-- What the exercise asks --
Each record below must be retyped exactly, with nothing left out.

-- Data provided --

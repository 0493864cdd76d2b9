//! Fixed fallback fees used when a grade has no billing data for a term.

use fee_domain::{FeeBreakdown, GradeTier};
use once_cell::sync::Lazy;
use regex::Regex;
use rust_decimal::Decimal;
use rust_decimal_macros::dec;

static GRADE_LEVEL: Lazy<Regex> = Lazy::new(|| {
    Regex::new(r"(?i)^\s*(?:grade|class|form|standard|std\.?|year)?\s*(\d{1,2})")
        .unwrap_or_else(|err| panic!("grade level pattern is invalid: {err}"))
});

/// Highest numeric level with its own row in the table.
pub const TOP_PRIMARY_LEVEL: u8 = 8;

/// One row of the default table.
#[derive(Debug, Clone, Copy, PartialEq, Eq)]
struct FeeRow {
    tuition: Decimal,
    books: Decimal,
    uniform: Decimal,
    activities: Decimal,
    development: Decimal,
    lunch: Decimal,
    exam: Option<Decimal>,
}

impl FeeRow {
    const fn new(
        tuition: Decimal,
        books: Decimal,
        uniform: Decimal,
        activities: Decimal,
        development: Decimal,
        lunch: Decimal,
    ) -> Self {
        Self {
            tuition,
            books,
            uniform,
            activities,
            development,
            lunch,
            exam: None,
        }
    }

    const fn with_exam(self, exam: Decimal) -> Self {
        Self {
            exam: Some(exam),
            ..self
        }
    }

    fn breakdown(&self) -> FeeBreakdown {
        let breakdown = FeeBreakdown::new()
            .with("tuition", self.tuition)
            .with("books", self.books)
            .with("uniform", self.uniform)
            .with("activities", self.activities)
            .with("development", self.development)
            .with("lunch", self.lunch);
        match self.exam {
            Some(exam) => breakdown.with("exam", exam),
            None => breakdown,
        }
    }
}

const LEVELS: [FeeRow; TOP_PRIMARY_LEVEL as usize] = [
    FeeRow::new(dec!(9000), dec!(1500), dec!(2500), dec!(1000), dec!(1500), dec!(4500)),
    FeeRow::new(dec!(9500), dec!(1600), dec!(2500), dec!(1000), dec!(1500), dec!(4500)),
    FeeRow::new(dec!(10000), dec!(1800), dec!(2500), dec!(1200), dec!(1500), dec!(4500)),
    FeeRow::new(dec!(11000), dec!(2000), dec!(2800), dec!(1200), dec!(2000), dec!(5000)),
    FeeRow::new(dec!(12000), dec!(2200), dec!(2800), dec!(1500), dec!(2000), dec!(5000)),
    FeeRow::new(dec!(13000), dec!(2400), dec!(3000), dec!(1500), dec!(2000), dec!(5000)),
    FeeRow::new(dec!(14000), dec!(2600), dec!(3000), dec!(1800), dec!(2500), dec!(5500)),
    FeeRow::new(dec!(15000), dec!(2800), dec!(3000), dec!(1800), dec!(2500), dec!(5500))
        .with_exam(dec!(3000)),
];

const PRE_PRIMARY_1: FeeRow =
    FeeRow::new(dec!(7000), dec!(1000), dec!(2000), dec!(800), dec!(1000), dec!(4000));
const PRE_PRIMARY_2: FeeRow =
    FeeRow::new(dec!(7500), dec!(1200), dec!(2000), dec!(800), dec!(1000), dec!(4000));
const KINDERGARTEN: FeeRow =
    FeeRow::new(dec!(6500), dec!(900), dec!(1800), dec!(700), dec!(1000), dec!(3500));
const NURSERY: FeeRow =
    FeeRow::new(dec!(6000), dec!(800), dec!(1800), dec!(600), dec!(1000), dec!(3500));
const GENERAL: FeeRow =
    FeeRow::new(dec!(10000), dec!(2000), dec!(2500), dec!(1500), dec!(2000), dec!(5000));

/// Tier, breakdown, and total the table yields for a grade name.
#[derive(Debug, Clone, PartialEq, Eq)]
pub struct DefaultFee {
    pub tier: GradeTier,
    pub breakdown: FeeBreakdown,
}

impl DefaultFee {
    pub fn total_amount(&self) -> Decimal {
        self.breakdown.total()
    }
}

pub struct DefaultFeeTable;

impl DefaultFeeTable {
    /// Classifies a free-form grade name.
    ///
    /// A leading numeric level wins (`"Grade 3A"`, `"Form 1"`, `"7"`). Levels
    /// outside the table fall through to the early-years names, then to
    /// [`GradeTier::General`].
    pub fn tier_for(grade_name: &str) -> GradeTier {
        if let Some(level) = Self::numeric_level(grade_name) {
            if (1..=TOP_PRIMARY_LEVEL).contains(&level) {
                return GradeTier::Level(level);
            }
        }

        let compact: String = grade_name
            .to_lowercase()
            .chars()
            .filter(|c| !c.is_whitespace() && *c != '-')
            .collect();
        if compact.contains("pp1") || compact.contains("preprimary1") {
            GradeTier::PrePrimary1
        } else if compact.contains("pp2") || compact.contains("preprimary2") {
            GradeTier::PrePrimary2
        } else if compact.contains("kindergarten") || compact.contains("kg") {
            GradeTier::Kindergarten
        } else if compact.contains("nursery") {
            GradeTier::Nursery
        } else {
            GradeTier::General
        }
    }

    pub fn for_tier(tier: GradeTier) -> DefaultFee {
        let row = match tier {
            GradeTier::Level(level) if (1..=TOP_PRIMARY_LEVEL).contains(&level) => {
                LEVELS[usize::from(level - 1)]
            }
            GradeTier::Level(_) | GradeTier::General => GENERAL,
            GradeTier::PrePrimary1 => PRE_PRIMARY_1,
            GradeTier::PrePrimary2 => PRE_PRIMARY_2,
            GradeTier::Kindergarten => KINDERGARTEN,
            GradeTier::Nursery => NURSERY,
        };
        DefaultFee {
            tier,
            breakdown: row.breakdown(),
        }
    }

    pub fn for_grade(grade_name: &str) -> DefaultFee {
        Self::for_tier(Self::tier_for(grade_name))
    }

    fn numeric_level(grade_name: &str) -> Option<u8> {
        GRADE_LEVEL
            .captures(grade_name)
            .and_then(|captures| captures.get(1))
            .and_then(|digits| digits.as_str().parse::<u8>().ok())
    }
}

-- Solved problem --
repository 0493864cdd76d2b9
//! Fixed fallback fees used when a grade has no billing data for a term.

use fee_domain::{FeeBreakdown, GradeTier};
use once_cell::sync::Lazy;
use regex::Regex;
use rust_decimal::Decimal;
use rust_decimal_macros::dec;

static GRADE_LEVEL: Lazy<Regex> = Lazy::new(|| {
    Regex::new(r"(?i)^\s*(?:grade|class|form|standard|std\.?|year)?\s*(\d{1,2})")
        .unwrap_or_else(|err| panic!("grade level pattern is invalid: {err}"))
});

/// Highest numeric level with its own row in the table.
pub const TOP_PRIMARY_LEVEL: u8 = 8;

/// One row of the default table.
#[derive(Debug, Clone, Copy, PartialEq, Eq)]
struct FeeRow {
    tuition: Decimal,
    books: Decimal,
    uniform: Decimal,
    activities: Decimal,
    development: Decimal,
    lunch: Decimal,
    exam: Option<Decimal>,
}

impl FeeRow {
    const fn new(
        tuition: Decimal,
        books: Decimal,
        uniform: Decimal,
        activities: Decimal,
        development: Decimal,
        lunch: Decimal,
    ) -> Self {
        Self {
            tuition,
            books,
            uniform,
            activities,
            development,
            lunch,
            exam: None,
        }
    }

    const fn with_exam(self, exam: Decimal) -> Self {
        Self {
            exam: Some(exam),
            ..self
        }
    }

    fn breakdown(&self) -> FeeBreakdown {
        let breakdown = FeeBreakdown::new()
            .with("tuition", self.tuition)
            .with("books", self.books)
            .with("uniform", self.uniform)
            .with("activities", self.activities)
            .with("development", self.development)
            .with("lunch", self.lunch);
        match self.exam {
            Some(exam) => breakdown.with("exam", exam),
            None => breakdown,
        }
    }
}

const LEVELS: [FeeRow; TOP_PRIMARY_LEVEL as usize] = [
    FeeRow::new(dec!(9000), dec!(1500), dec!(2500), dec!(1000), dec!(1500), dec!(4500)),
    FeeRow::new(dec!(9500), dec!(1600), dec!(2500), dec!(1000), dec!(1500), dec!(4500)),
    FeeRow::new(dec!(10000), dec!(1800), dec!(2500), dec!(1200), dec!(1500), dec!(4500)),
    FeeRow::new(dec!(11000), dec!(2000), dec!(2800), dec!(1200), dec!(2000), dec!(5000)),
    FeeRow::new(dec!(12000), dec!(2200), dec!(2800), dec!(1500), dec!(2000), dec!(5000)),
    FeeRow::new(dec!(13000), dec!(2400), dec!(3000), dec!(1500), dec!(2000), dec!(5000)),
    FeeRow::new(dec!(14000), dec!(2600), dec!(3000), dec!(1800), dec!(2500), dec!(5500)),
    FeeRow::new(dec!(15000), dec!(2800), dec!(3000), dec!(1800), dec!(2500), dec!(5500))
        .with_exam(dec!(3000)),
];

const PRE_PRIMARY_1: FeeRow =
    FeeRow::new(dec!(7000), dec!(1000), dec!(2000), dec!(800), dec!(1000), dec!(4000));
const PRE_PRIMARY_2: FeeRow =
    FeeRow::new(dec!(7500), dec!(1200), dec!(2000), dec!(800), dec!(1000), dec!(4000));
const KINDERGARTEN: FeeRow =
    FeeRow::new(dec!(6500), dec!(900), dec!(1800), dec!(700), dec!(1000), dec!(3500));
const NURSERY: FeeRow =
    FeeRow::new(dec!(6000), dec!(800), dec!(1800), dec!(600), dec!(1000), dec!(3500));
const GENERAL: FeeRow =
    FeeRow::new(dec!(10000), dec!(2000), dec!(2500), dec!(1500), dec!(2000), dec!(5000));

/// Tier, breakdown, and total the table yields for a grade name.
#[derive(Debug, Clone, PartialEq, Eq)]
pub struct DefaultFee {
    pub tier: GradeTier,
    pub breakdown: FeeBreakdown,
}

impl DefaultFee {
    pub fn total_amount(&self) -> Decimal {
        self.breakdown.total()
    }
}

pub struct DefaultFeeTable;

impl DefaultFeeTable {
    /// Classifies a free-form grade name.
    ///
    /// A leading numeric level wins (`"Grade 3A"`, `"Form 1"`, `"7"`). Levels
    /// outside the table fall through to the early-years names, then to
    /// [`GradeTier::General`].
    pub fn tier_for(grade_name: &str) -> GradeTier {
        if let Some(level) = Self::numeric_level(grade_name) {
            if (1..=TOP_PRIMARY_LEVEL).contains(&level) {
                return GradeTier::Level(level);
            }
        }

        let compact: String = grade_name
            .to_lowercase()
            .chars()
            .filter(|c| !c.is_whitespace() && *c != '-')
            .collect();
        if compact.contains("pp1") || compact.contains("preprimary1") {
            GradeTier::PrePrimary1
        } else if compact.contains("pp2") || compact.contains("preprimary2") {
            GradeTier::PrePrimary2
        } else if compact.contains("kindergarten") || compact.contains("kg") {
            GradeTier::Kindergarten
        } else if compact.contains("nursery") {
            GradeTier::Nursery
        } else {
            GradeTier::General
        }
    }

    pub fn for_tier(tier: GradeTier) -> DefaultFee {
        let row = match tier {
            GradeTier::Level(level) if (1..=TOP_PRIMARY_LEVEL).contains(&level) => {
                LEVELS[usize::from(level - 1)]
            }
            GradeTier::Level(_) | GradeTier::General => GENERAL,
            GradeTier::PrePrimary1 => PRE_PRIMARY_1,
            GradeTier::PrePrimary2 => PRE_PRIMARY_2,
            GradeTier::Kindergarten => KINDERGARTEN,
            GradeTier::Nursery => NURSERY,
        };
        DefaultFee {
            tier,
            breakdown: row.breakdown(),
        }
    }

    pub fn for_grade(grade_name: &str) -> DefaultFee {
        Self::for_tier(Self::tier_for(grade_name))
    }

    fn numeric_level(grade_name: &str) -> Option<u8> {
        GRADE_LEVEL
            .captures(grade_name)
            .and_then(|captures| captures.get(1))
            .and_then(|digits| digits.as_str().parse::<u8>().ok())
    }
}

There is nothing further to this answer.